# TASK OBJECTIVE:
Each entry below is to be transcribed exactly.

--- PROVIDED INFORMATION Enclosed Below ---

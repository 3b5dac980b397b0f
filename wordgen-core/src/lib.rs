//! Word-level Markov text generation library.
//!
//! This crate builds a first-order transition graph over a sequence of
//! words and answers three queries against it:
//! - The k most probable direct successors of a seed word
//! - A greedy chain that always follows the most probable successor
//! - A random chain weighted by observed successor frequencies
//!
//! Ranking and sampling both run on a generic binary max-heap with a
//! pluggable comparison strategy.

/// Shared error type and result alias.
pub mod error;

/// Generic binary max-heap used for top-k ranking and weighted draws.
pub mod heap;

/// I/O utilities: file loading and word cleanup.
pub mod io;

/// The transition graph and its per-word nodes.
pub mod model;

--- End of Enclosed PROVIDED INFORMATION ---

# TASK OUTPUT:
repository 3b5dac980b397b0f
filename wordgen-core/src/lib.rs
//! Word-level Markov text generation library.
//!
//! This crate builds a first-order transition graph over a sequence of
//! words and answers three queries against it:
//! - The k most probable direct successors of a seed word
//! - A greedy chain that always follows the most probable successor
//! - A random chain weighted by observed successor frequencies
//!
//! Ranking and sampling both run on a generic binary max-heap with a
//! pluggable comparison strategy.

/// Shared error type and result alias.
pub mod error;

/// Generic binary max-heap used for top-k ranking and weighted draws.
pub mod heap;

/// I/O utilities: file loading and word cleanup.
pub mod io;

/// The transition graph and its per-word nodes.
pub mod model;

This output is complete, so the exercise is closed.